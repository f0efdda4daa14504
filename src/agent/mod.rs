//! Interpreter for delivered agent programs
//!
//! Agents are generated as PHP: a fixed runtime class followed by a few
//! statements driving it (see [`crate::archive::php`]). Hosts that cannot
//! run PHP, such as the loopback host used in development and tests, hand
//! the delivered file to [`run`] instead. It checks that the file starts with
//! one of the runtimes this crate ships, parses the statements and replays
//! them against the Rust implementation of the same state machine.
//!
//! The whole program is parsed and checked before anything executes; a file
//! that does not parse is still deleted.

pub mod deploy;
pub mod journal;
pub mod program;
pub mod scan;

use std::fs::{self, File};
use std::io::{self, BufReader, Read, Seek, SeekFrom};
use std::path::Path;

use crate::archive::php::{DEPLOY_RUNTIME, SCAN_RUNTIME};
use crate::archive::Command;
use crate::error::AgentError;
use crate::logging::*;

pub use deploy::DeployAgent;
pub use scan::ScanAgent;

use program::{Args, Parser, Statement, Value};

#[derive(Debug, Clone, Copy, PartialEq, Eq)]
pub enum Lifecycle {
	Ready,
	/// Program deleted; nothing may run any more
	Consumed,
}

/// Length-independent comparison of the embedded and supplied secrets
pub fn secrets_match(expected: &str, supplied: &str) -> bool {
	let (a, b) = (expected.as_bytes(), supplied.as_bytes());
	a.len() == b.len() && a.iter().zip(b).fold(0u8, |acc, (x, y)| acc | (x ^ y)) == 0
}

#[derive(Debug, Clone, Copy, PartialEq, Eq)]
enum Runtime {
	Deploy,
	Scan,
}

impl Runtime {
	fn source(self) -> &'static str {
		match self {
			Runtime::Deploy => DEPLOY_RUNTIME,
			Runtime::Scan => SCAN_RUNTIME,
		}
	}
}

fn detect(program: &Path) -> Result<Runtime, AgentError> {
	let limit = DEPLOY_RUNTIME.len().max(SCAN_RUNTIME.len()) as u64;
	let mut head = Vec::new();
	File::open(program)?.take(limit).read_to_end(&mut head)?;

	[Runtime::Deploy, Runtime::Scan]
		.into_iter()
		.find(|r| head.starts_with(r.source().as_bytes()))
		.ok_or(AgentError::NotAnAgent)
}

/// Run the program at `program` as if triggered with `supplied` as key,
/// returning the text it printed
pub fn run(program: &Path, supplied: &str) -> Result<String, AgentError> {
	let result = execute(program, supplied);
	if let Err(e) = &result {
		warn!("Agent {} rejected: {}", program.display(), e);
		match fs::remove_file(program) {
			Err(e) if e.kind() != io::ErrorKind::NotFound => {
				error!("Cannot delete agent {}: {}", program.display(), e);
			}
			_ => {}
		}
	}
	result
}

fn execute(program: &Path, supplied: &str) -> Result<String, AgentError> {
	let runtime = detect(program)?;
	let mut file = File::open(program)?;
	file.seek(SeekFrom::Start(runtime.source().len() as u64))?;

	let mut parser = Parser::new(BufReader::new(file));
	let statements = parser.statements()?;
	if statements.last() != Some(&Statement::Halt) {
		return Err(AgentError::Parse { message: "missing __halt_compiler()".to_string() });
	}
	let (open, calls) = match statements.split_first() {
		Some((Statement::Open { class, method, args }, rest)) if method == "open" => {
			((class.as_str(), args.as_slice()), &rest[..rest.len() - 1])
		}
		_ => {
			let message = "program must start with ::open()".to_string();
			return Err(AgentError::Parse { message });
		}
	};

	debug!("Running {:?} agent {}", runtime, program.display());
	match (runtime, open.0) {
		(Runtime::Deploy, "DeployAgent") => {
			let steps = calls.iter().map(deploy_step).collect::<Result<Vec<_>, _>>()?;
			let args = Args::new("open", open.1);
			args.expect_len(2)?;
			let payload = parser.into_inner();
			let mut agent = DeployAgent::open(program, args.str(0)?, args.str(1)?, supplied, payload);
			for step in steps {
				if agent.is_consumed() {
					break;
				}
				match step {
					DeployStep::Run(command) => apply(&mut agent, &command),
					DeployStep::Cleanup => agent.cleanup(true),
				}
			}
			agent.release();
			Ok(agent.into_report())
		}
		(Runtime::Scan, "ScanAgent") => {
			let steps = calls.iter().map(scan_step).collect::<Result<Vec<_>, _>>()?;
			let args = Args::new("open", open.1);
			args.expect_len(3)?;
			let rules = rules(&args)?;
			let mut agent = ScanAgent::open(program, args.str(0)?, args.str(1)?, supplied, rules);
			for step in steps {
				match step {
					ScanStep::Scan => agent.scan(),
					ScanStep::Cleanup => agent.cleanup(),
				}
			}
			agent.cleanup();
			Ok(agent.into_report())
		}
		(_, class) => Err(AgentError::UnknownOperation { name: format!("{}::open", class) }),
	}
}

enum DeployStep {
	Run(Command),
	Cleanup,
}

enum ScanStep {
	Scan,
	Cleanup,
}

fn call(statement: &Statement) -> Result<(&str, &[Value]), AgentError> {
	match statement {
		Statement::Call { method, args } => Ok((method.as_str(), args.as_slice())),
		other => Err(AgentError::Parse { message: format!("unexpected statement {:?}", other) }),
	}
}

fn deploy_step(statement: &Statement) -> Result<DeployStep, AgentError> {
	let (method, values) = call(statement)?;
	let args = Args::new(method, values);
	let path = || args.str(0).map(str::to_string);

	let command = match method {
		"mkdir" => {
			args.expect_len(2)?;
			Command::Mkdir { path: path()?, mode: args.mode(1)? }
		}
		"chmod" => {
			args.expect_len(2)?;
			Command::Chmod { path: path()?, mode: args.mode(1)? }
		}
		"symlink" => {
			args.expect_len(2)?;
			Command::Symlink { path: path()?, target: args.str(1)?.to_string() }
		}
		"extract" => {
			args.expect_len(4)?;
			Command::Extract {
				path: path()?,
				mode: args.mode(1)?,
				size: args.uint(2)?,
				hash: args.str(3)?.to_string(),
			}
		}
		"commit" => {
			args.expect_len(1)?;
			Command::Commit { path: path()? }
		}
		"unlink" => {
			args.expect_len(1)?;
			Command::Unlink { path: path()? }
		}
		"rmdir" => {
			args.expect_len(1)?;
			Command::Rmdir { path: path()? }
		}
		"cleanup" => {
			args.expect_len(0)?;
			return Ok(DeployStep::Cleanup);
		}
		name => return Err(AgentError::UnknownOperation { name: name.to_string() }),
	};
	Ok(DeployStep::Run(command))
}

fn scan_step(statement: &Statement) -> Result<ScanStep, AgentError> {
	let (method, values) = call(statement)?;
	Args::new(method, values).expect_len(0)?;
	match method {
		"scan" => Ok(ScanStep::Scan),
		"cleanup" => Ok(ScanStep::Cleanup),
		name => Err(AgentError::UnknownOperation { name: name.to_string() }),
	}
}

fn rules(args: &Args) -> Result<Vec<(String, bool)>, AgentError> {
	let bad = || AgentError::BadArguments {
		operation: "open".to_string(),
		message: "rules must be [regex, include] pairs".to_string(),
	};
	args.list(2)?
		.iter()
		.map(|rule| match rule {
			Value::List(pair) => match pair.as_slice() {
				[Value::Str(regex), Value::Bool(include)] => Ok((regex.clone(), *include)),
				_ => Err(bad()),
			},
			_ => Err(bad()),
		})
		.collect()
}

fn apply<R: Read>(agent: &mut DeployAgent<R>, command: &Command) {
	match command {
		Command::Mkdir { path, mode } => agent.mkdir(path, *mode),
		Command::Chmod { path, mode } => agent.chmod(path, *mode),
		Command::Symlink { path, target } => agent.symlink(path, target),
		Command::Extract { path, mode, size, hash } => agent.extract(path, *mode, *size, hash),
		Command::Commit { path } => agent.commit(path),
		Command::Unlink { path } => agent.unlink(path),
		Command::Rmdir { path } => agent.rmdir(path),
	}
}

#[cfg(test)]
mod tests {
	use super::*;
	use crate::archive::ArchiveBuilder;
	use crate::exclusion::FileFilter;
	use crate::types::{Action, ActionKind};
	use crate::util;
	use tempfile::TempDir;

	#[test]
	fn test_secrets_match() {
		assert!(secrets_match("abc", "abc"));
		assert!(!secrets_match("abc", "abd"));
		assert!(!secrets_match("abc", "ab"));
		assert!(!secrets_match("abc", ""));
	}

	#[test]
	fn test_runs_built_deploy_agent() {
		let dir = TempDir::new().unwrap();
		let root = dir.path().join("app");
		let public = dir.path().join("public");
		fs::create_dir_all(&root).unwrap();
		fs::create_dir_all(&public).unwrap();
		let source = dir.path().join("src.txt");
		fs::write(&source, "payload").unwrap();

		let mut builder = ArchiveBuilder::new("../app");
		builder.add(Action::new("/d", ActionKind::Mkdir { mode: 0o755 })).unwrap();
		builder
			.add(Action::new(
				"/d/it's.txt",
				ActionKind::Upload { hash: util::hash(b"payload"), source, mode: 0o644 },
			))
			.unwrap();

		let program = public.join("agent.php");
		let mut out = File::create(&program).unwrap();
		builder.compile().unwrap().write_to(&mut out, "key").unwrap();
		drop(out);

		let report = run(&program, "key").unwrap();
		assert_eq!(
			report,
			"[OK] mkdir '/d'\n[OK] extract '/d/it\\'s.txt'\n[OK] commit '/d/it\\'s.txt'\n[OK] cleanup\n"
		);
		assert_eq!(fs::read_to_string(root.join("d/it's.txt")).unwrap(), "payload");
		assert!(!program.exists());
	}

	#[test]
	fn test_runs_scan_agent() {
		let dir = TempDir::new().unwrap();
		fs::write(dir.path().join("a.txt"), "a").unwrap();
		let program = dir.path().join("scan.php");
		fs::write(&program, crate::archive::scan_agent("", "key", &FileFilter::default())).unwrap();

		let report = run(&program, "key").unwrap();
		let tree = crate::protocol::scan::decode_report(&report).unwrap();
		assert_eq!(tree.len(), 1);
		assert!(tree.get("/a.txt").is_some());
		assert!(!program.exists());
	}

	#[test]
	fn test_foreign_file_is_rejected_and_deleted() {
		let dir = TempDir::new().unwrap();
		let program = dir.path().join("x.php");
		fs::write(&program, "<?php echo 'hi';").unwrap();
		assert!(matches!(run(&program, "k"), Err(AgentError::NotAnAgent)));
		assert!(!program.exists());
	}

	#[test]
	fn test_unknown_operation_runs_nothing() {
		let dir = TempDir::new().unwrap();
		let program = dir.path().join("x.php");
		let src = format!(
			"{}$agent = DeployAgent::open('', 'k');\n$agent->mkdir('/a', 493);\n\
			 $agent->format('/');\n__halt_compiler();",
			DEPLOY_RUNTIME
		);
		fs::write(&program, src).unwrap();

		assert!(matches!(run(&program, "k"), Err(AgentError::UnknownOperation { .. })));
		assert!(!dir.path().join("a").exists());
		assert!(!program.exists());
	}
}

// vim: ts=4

- - - -

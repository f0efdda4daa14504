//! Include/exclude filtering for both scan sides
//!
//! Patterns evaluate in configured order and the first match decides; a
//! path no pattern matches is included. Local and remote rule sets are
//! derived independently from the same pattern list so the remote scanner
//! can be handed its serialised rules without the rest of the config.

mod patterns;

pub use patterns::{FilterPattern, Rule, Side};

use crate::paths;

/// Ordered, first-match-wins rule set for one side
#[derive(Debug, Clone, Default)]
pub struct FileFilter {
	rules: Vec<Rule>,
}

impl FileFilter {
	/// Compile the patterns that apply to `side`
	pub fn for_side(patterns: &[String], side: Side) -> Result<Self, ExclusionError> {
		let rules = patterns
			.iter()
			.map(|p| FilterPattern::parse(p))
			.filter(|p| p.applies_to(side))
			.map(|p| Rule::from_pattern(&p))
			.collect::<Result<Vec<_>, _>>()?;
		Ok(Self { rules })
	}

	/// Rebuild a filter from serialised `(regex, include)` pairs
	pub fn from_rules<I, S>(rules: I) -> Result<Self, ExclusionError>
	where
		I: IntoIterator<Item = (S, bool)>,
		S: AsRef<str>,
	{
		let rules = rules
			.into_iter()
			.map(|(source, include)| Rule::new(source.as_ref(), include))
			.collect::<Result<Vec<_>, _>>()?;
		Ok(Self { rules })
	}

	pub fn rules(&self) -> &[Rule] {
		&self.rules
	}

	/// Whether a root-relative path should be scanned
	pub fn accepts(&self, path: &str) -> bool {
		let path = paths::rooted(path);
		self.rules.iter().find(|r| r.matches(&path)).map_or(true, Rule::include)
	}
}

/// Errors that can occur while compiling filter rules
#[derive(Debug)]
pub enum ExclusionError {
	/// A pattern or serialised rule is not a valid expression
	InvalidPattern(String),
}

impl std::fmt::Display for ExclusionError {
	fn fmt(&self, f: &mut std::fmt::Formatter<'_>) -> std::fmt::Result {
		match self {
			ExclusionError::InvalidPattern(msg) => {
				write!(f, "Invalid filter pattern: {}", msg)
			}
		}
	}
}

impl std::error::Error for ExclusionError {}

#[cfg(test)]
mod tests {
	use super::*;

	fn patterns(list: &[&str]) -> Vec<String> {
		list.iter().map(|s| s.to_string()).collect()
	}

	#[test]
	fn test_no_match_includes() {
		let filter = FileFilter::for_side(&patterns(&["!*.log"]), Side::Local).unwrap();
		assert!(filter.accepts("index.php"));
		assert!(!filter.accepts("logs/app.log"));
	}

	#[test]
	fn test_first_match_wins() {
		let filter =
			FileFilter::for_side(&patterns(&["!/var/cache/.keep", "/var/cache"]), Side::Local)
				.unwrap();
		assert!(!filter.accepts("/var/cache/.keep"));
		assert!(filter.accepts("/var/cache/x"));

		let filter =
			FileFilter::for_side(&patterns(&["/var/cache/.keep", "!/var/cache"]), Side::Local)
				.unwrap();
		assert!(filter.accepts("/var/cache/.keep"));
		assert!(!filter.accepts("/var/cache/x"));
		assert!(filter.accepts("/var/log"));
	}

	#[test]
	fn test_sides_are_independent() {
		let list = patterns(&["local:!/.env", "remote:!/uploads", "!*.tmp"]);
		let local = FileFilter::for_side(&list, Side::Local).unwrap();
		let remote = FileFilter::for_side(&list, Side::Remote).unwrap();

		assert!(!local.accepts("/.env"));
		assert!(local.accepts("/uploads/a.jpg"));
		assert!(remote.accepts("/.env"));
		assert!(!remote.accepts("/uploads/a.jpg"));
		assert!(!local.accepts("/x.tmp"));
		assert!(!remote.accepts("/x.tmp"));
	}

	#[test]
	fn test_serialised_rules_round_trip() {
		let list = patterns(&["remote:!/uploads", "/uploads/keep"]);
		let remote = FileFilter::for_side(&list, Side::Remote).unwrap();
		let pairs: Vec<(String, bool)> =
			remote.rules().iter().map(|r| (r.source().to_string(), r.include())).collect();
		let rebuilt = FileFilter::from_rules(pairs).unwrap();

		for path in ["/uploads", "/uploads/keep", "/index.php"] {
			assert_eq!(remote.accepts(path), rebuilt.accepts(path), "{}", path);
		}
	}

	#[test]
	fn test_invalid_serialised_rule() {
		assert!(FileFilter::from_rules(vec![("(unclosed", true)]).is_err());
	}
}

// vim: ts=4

- - - -

* [Work to complete] Among the records above, find each line holding the string "enum" and pull it out.

* [Your solution]
pub enum Lifecycle {
enum Runtime {
enum DeployStep {
enum ScanStep {
pub enum ExclusionError {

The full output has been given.